This is not how the San Diego Padres would have preferred to draw up their first postseason series victory since 1998. They played three games against the St. Louis Cardinals and their starting pitchers threw a combined six innings. They used eight pitchers in a Game 1 loss, used nine pitchers in the wild 11-9 victory in Game 2, then used nine pitchers who combined for the series-clinching 4-0 shutout in Game 3.
We’ve never seen anything like this before. The Padres saw 78% of their innings come from the bullpen, with manager Jayce Tingler taking full advantage of his expanded 28-man playoff roster that included 14 pitchers. There had never been a combined nine-pitcher shutout in a nine-inning game in the regular season, but the Padres, with their two best starting pitchers injured and not on the active roster for this series, had planned for a bullpen game all along if the series went three games.
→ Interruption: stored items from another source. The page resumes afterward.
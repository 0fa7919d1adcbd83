//! Generative Language wire/boundary support.
//!
//! This crate owns everything that knows the shape of the external text-generation endpoint:
//! - request and response **wire models** (`wire`)
//! - a thin HTTP client issuing exactly one `generateContent` call per invocation (`client`)
//!
//! It knows nothing about clinical contexts, prompts or model fallback. Those
//! belong in `axiom-core`, which drives this client once per attempt.

pub mod client;
pub mod wire;

pub use client::{GeminiClient, DEFAULT_ENDPOINT, DEFAULT_TIMEOUT};
pub use wire::{GenerateContentResponse, GenerationConfig};

/// Errors returned by the `gemini` boundary crate.
#[derive(Debug, thiserror::Error)]
pub enum GeminiError {
    #[error("API key is required")]
    MissingApiKey,

    #[error("invalid API key header: {0}")]
    InvalidApiKey(String),

    #[error("invalid endpoint URL: {0}")]
    InvalidEndpoint(String),

    #[error("failed to create HTTP client: {0}")]
    ClientBuild(reqwest::Error),

    #[error("request failed: {0}")]
    Transport(reqwest::Error),

    #[error("upstream returned {status}: {detail}")]
    Status { status: u16, detail: String },

    #[error("failed to decode response: {0}")]
    Decode(String),

    #[error("response contained no usable text: {reason}")]
    NoContent { reason: String },
}

impl GeminiError {
    /// HTTP status reported by the upstream, when one was received.
    pub fn status(&self) -> Option<u16> {
        match self {
            GeminiError::Status { status, .. } => Some(*status),
            GeminiError::Transport(e) => e.status().map(|s| s.as_u16()),
            _ => None,
        }
    }

    /// True for errors caused by local configuration rather than the upstream.
    pub fn is_configuration(&self) -> bool {
        matches!(
            self,
            GeminiError::MissingApiKey
                | GeminiError::InvalidApiKey(_)
                | GeminiError::InvalidEndpoint(_)
                | GeminiError::ClientBuild(_)
        )
    }
}

/// Type alias for Results that can fail with a [`GeminiError`].
pub type GeminiResult<T> = Result<T, GeminiError>;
What they hadn’t planned on were bullpen games in the first two contests after Chris Paddack and Zach Davies both got knocked out early.
So starting pitching is dead? No, not really. After all, it was just last postseason that the Washington Nationals won the World Series thanks to four dominant starters — and despite having the worst bullpen ERA in the majors. And you could argue that the key decision of the Padres-Cardinals series came in Game 2, when St. Louis manager Mike Shildt removed starter Adam Wainwright in the fourth inning with a 4-1 lead. Yes, the bases were loaded and the Cardinals got out of that inning allowing just one more run, but the quick hook forced Shildt to run through seven relievers, and eventually Genesis Cabrera couldn’t throw strikes, Giovanny Gallegos and Daniel Ponce de Leon allowed two home runs each, and his sixth and seventh relievers both allowed a run. Maybe that game turns out differently if Wainwright is allowed to pitch through that fourth-inning jam and is able to go deeper into the game.
The bullpen strategy worked for the Padres for a couple of reasons: They have a lot of really good arms down there, and they pitched well. It’s amazing how smart a manager can look when the players perform. Give Padres general manager A.J. Preller credit for adding bullpen depth at the trade deadline as well. Two of Friday’s pitchers were acquired in trades: slider specialist Austin Adams came over along with catcher Austin Nola from the Mariners; closer Trevor Rosenthal came over from the Royals.
Adams faced just one batter, but it was one of the biggest outs of the night. After Kolten Wong‘s soft single to left with two outs in the fifth inning and a Fernando Tatis Jr. throwing error, Adams came on to face Paul Goldschmidt with the game still scoreless. Adams had ACL surgery late last season with Seattle and was still on the injured list when Preller acquired him, but he was getting close to returning and Preller knew he had one of the most unhittable sliders in the game in 2019, when he had 51 strikeouts in 31 innings and batters hit just .133 against the slider. Adams almost jumps off the mound when he delivers the pitch, which must be an unsettling view for the batter. He threw six straight sliders to Goldschmidt, two way off the plate, two fouled off and then the final one that froze Goldschmidt, perfectly located low and away.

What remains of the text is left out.